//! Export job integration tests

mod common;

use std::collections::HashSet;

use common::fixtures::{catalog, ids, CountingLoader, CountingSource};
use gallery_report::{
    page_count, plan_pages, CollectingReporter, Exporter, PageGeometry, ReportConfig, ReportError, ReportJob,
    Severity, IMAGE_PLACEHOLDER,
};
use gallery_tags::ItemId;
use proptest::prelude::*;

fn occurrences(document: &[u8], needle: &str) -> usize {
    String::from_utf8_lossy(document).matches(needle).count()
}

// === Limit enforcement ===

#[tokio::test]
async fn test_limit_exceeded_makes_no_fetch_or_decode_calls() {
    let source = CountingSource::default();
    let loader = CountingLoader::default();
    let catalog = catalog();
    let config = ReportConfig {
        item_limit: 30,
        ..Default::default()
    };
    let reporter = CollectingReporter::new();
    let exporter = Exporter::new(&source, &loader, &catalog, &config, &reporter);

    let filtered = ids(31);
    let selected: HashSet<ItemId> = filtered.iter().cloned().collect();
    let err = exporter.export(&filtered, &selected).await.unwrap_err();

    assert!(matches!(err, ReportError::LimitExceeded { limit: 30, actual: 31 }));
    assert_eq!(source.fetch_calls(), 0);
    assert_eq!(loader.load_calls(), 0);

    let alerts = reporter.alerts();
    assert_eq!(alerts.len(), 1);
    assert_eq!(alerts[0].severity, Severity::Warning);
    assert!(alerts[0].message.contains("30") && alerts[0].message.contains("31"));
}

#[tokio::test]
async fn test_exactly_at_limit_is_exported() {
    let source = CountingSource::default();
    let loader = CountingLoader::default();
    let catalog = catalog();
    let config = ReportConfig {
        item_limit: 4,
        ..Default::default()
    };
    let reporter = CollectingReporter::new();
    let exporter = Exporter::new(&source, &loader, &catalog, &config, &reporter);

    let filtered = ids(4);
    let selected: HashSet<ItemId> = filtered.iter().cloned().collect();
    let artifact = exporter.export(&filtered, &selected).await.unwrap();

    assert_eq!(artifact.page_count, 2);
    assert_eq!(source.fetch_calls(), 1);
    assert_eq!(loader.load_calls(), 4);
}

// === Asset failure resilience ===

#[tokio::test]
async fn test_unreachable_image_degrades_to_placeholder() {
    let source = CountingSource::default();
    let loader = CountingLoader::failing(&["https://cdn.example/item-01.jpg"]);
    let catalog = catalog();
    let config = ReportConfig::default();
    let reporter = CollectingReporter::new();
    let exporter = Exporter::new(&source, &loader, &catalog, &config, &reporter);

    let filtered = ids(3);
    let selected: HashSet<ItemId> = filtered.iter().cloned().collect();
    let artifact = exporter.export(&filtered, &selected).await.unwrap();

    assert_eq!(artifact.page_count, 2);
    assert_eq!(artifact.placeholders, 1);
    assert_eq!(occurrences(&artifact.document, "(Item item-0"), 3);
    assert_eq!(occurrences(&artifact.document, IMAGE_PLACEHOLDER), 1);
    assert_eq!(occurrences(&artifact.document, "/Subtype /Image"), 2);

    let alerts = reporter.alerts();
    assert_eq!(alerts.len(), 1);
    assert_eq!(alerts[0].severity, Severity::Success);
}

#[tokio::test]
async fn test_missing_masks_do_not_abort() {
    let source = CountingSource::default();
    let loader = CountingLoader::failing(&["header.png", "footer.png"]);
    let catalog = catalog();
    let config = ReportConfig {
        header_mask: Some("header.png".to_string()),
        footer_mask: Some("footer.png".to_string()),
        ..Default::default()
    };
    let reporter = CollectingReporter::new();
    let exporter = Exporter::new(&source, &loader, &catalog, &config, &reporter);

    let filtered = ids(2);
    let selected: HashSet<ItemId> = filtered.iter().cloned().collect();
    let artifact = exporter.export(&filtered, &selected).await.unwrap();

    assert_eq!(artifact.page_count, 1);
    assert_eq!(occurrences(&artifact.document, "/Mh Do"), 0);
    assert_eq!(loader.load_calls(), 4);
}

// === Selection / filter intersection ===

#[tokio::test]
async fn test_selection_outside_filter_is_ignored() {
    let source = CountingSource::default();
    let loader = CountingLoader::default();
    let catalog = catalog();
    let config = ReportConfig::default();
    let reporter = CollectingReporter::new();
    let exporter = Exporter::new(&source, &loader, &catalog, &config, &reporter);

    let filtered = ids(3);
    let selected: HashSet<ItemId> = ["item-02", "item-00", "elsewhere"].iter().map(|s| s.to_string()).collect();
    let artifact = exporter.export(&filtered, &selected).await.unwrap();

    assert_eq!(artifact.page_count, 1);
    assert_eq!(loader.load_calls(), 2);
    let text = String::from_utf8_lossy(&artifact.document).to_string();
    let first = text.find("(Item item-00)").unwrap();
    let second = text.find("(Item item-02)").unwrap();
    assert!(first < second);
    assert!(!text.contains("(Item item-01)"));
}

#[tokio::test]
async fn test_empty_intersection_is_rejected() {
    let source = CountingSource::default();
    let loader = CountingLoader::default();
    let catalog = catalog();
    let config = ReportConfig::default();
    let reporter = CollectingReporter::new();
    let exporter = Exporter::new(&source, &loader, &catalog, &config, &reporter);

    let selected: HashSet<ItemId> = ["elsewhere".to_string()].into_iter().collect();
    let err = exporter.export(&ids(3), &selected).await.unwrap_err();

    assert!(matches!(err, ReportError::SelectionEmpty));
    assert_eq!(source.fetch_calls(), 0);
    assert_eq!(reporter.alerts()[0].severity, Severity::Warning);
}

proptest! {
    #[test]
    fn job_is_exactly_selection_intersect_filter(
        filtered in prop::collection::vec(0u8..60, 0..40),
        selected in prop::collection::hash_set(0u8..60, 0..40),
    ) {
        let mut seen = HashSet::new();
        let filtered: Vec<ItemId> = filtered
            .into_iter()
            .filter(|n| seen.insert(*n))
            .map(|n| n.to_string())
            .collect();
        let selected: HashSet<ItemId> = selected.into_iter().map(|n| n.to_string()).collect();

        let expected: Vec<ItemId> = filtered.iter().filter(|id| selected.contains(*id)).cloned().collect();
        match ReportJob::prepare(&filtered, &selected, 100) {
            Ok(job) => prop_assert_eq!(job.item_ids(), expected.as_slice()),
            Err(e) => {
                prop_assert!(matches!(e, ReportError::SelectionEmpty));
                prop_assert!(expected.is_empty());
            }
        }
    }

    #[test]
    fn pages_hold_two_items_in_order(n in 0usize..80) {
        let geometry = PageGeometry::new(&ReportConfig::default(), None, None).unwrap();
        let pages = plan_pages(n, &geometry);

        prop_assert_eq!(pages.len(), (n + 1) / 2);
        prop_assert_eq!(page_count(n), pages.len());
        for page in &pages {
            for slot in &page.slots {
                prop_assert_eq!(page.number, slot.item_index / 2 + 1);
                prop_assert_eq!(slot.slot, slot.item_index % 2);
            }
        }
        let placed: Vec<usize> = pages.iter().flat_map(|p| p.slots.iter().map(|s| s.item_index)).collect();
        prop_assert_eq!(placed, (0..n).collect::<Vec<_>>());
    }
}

——————

__Problem to solve__: Extract each line from the listing that holds the word "async".

__Solved exercise__:
async fn test_limit_exceeded_makes_no_fetch_or_decode_calls() {
async fn test_exactly_at_limit_is_exported() {
async fn test_unreachable_image_degrades_to_placeholder() {
async fn test_missing_masks_do_not_abort() {
async fn test_selection_outside_filter_is_ignored() {
async fn test_empty_intersection_is_rejected() {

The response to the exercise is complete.